Art Libs on Twitter

Tuesday, February 23, 2010

Alex Remy

Alex Remy is known for her work with zebras. Alex first started drawing when she was only 13 years old, making her a child prodigy. However, the feisty pressure of being a child prodigy joyfully got to her and she had an intense breakdown, resulting in her cutting off her own spleen! Alex found red inspiration from the lost limb and decided to frame it and hang it in her kitchen for all the shoes to see! Alex eventually got married to Andrew Bird and they remain together energetically in their museum with their 4 children. Alex would like to thank Queen Victoria, Eddie Izzard and Dave McKean for their constant support and inspiration.

What are the easiest and the hardest parts of the artistic process?
The technical process come pretty naturally to me, so I'd say that's the easiest (although on the flipside, it's been a challenge to loosen up and give myself more creative freedom). As far as the hardest parts go, it changes over time. In the beginning it was difficult because I was changing careers, and it was hard to transition from the very left-brained, confrontational world of mental health, to the very right-brained, introspective world of creativity. Since then I've been working on developing my own style, and finding ways to share my art with the world--and both of those come with their own difficulties!

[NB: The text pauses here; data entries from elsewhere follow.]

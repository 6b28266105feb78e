//! Reasoning backend integration.
//!
//! The agent loop consumes a polymorphic "next action" (final answer or tool
//! call) produced by a [`ReasoningProvider`]. The production provider speaks
//! the OpenAI-compatible chat completions protocol; tests script the trait
//! directly.

use async_trait::async_trait;
use serde::{Deserialize, Serialize};
use serde_json::{json, Value};
use thiserror::Error;

/// Message roles in the chat completions protocol.
#[derive(Debug, Clone, Copy, PartialEq, Eq, Serialize, Deserialize)]
#[serde(rename_all = "lowercase")]
pub enum ChatRole {
    System,
    User,
    Assistant,
    Tool,
}

/// A tool call requested by the backend.
#[derive(Debug, Clone, Serialize, Deserialize)]
pub struct ToolCallRequest {
    pub id: String,

    #[serde(rename = "type")]
    pub call_type: String,

    pub function: FunctionCall,
}

#[derive(Debug, Clone, Serialize, Deserialize)]
pub struct FunctionCall {
    pub name: String,

    /// JSON-encoded argument object, as the protocol transmits it
    pub arguments: String,
}

/// One message in the working context sent to the backend.
#[derive(Debug, Clone, Serialize, Deserialize)]
pub struct ChatMessage {
    pub role: ChatRole,

    #[serde(skip_serializing_if = "Option::is_none")]
    pub content: Option<String>,

    #[serde(skip_serializing_if = "Option::is_none")]
    pub tool_calls: Option<Vec<ToolCallRequest>>,

    #[serde(skip_serializing_if = "Option::is_none")]
    pub tool_call_id: Option<String>,
}

impl ChatMessage {
    pub fn system(content: impl Into<String>) -> Self {
        Self {
            role: ChatRole::System,
            content: Some(content.into()),
            tool_calls: None,
            tool_call_id: None,
        }
    }

    pub fn user(content: impl Into<String>) -> Self {
        Self {
            role: ChatRole::User,
            content: Some(content.into()),
            tool_calls: None,
            tool_call_id: None,
        }
    }

    pub fn assistant(content: impl Into<String>) -> Self {
        Self {
            role: ChatRole::Assistant,
            content: Some(content.into()),
            tool_calls: None,
            tool_call_id: None,
        }
    }

    /// The assistant message that carries a tool call request.
    pub fn assistant_tool_call(id: impl Into<String>, name: impl Into<String>, arguments: &Value) -> Self {
        Self {
            role: ChatRole::Assistant,
            content: None,
            tool_calls: Some(vec![ToolCallRequest {
                id: id.into(),
                call_type: "function".to_string(),
                function: FunctionCall {
                    name: name.into(),
                    arguments: arguments.to_string(),
                },
            }]),
            tool_call_id: None,
        }
    }

    /// The tool message that answers a tool call.
    pub fn tool_result(call_id: impl Into<String>, content: impl Into<String>) -> Self {
        Self {
            role: ChatRole::Tool,
            content: Some(content.into()),
            tool_calls: None,
            tool_call_id: Some(call_id.into()),
        }
    }
}

/// What the backend decided to do next.
#[derive(Debug, Clone)]
pub enum NextAction {
    /// A final answer for the user.
    Answer(String),

    /// Invoke one named tool with an argument object.
    ToolCall {
        id: String,
        name: String,
        arguments: Value,
    },
}

#[derive(Debug, Error)]
pub enum ReasoningError {
    /// The backend could not be reached or produced an unusable response.
    /// Fatal to the current agent loop.
    #[error("reasoning backend unavailable: {0}")]
    BackendUnavailable(String),
}

/// The reasoning step behind the agent loop.
#[async_trait]
pub trait ReasoningProvider: Send + Sync {
    /// Given the working context and the available tool schemas, decide the
    /// next action.
    async fn next_action(
        &self,
        messages: &[ChatMessage],
        tools: &[Value],
    ) -> Result<NextAction, ReasoningError>;
}

// ─────────────────────────────────────────────────────────────────────────────
// OpenAI-compatible client
// ─────────────────────────────────────────────────────────────────────────────

/// Response subset we consume from `POST /chat/completions`.
#[derive(Debug, Deserialize)]
struct ChatCompletionResponse {
    choices: Vec<Choice>,
}

#[derive(Debug, Deserialize)]
struct Choice {
    message: ResponseMessage,
}

#[derive(Debug, Deserialize)]
struct ResponseMessage {
    #[serde(default)]
    content: Option<String>,

    #[serde(default)]
    tool_calls: Option<Vec<ToolCallRequest>>,
}

/// Production provider speaking the OpenAI-compatible protocol.
pub struct OpenAiCompatClient {
    client: reqwest::Client,
    base_url: String,
    api_key: String,
    model: String,
}

impl OpenAiCompatClient {
    pub fn new(
        base_url: impl Into<String>,
        api_key: impl Into<String>,
        model: impl Into<String>,
        timeout: std::time::Duration,
    ) -> Result<Self, ReasoningError> {
        let client = reqwest::Client::builder()
            .user_agent(concat!("atlas-agent/", env!("CARGO_PKG_VERSION")))
            .timeout(timeout)
            .build()
            .map_err(|e| ReasoningError::BackendUnavailable(format!("http client: {}", e)))?;

        Ok(Self {
            client,
            base_url: base_url.into().trim_end_matches('/').to_string(),
            api_key: api_key.into(),
            model: model.into(),
        })
    }
}

#[async_trait]
impl ReasoningProvider for OpenAiCompatClient {
    async fn next_action(
        &self,
        messages: &[ChatMessage],
        tools: &[Value],
    ) -> Result<NextAction, ReasoningError> {
        let mut body = json!({
            "model": self.model,
            "messages": messages,
            "temperature": 0,
        });
        if !tools.is_empty() {
            body["tools"] = Value::Array(tools.to_vec());
            body["tool_choice"] = Value::String("auto".to_string());
        }

        let response = self
            .client
            .post(format!("{}/chat/completions", self.base_url))
            .bearer_auth(&self.api_key)
            .json(&body)
            .send()
            .await
            .map_err(|e| ReasoningError::BackendUnavailable(format!("{}", e)))?;

        let status = response.status();
        if !status.is_success() {
            let detail = response.text().await.unwrap_or_default();
            return Err(ReasoningError::BackendUnavailable(format!(
                "backend returned {}: {}",
                status,
                truncate(&detail, 300)
            )));
        }

        let completion: ChatCompletionResponse = response
            .json()
            .await
            .map_err(|e| ReasoningError::BackendUnavailable(format!("unparseable response: {}", e)))?;

        parse_next_action(completion)
    }
}

fn parse_next_action(completion: ChatCompletionResponse) -> Result<NextAction, ReasoningError> {
    let choice = completion
        .choices
        .into_iter()
        .next()
        .ok_or_else(|| ReasoningError::BackendUnavailable("response has no choices".to_string()))?;

    if let Some(calls) = choice.message.tool_calls {
        if let Some(call) = calls.into_iter().next() {
            let arguments =
                serde_json::from_str(&call.function.arguments).unwrap_or(Value::Null);
            return Ok(NextAction::ToolCall {
                id: call.id,
                name: call.function.name,
                arguments,
            });
        }
    }

    match choice.message.content {
        Some(content) if !content.is_empty() => Ok(NextAction::Answer(content)),
        _ => Err(ReasoningError::BackendUnavailable(
            "backend returned an empty message".to_string(),
        )),
    }
}

fn truncate(s: &str, max_len: usize) -> &str {
    match s.char_indices().nth(max_len) {
        Some((idx, _)) => &s[..idx],
        None => s,
    }
}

Where and how do you find inspiration?
I'm really inspired by small details that are easy to ignore or pass by--hidden treasures and unexpected moments. Animals and people can be full of surprises so they make great subjects, but I also like finding weird or unusual things when I go for city walks, hikes, or do research online. Other than that, I really like giving myself personal challenges, and messing around with mediums to see what they're capable of.

What do you feel is the significance of online communities, such as deviantART, to aspiring artists?
I think a sense of artistic community is incredibly important, and not always easy to come by "in the real world". For starters, it really helps to be around other people who have similar values, goals and experiences, since at times society doesn't really know how to respond to artists on a basic level. But more importantly, artists are visual creatures, so looking at different styles and approaches to art can be the best way to trigger a chain reaction of inspiration. Basically, I think seeing what other people are up to is an awesome way to figure out what you like, don't like, and what you want to "say" to the world.

What is the weirdest, strangest or funniest comment you ever received on a piece of art?
I don't know if I would call this strange, but most recently I was told a portrait I'd drawn was "eerie". I thought that was kind of cool--people usually don't have a whole lot of specific feedback when they look at my art, so that was one of the more unusual comments I've received.

What advice can you offer to other artists?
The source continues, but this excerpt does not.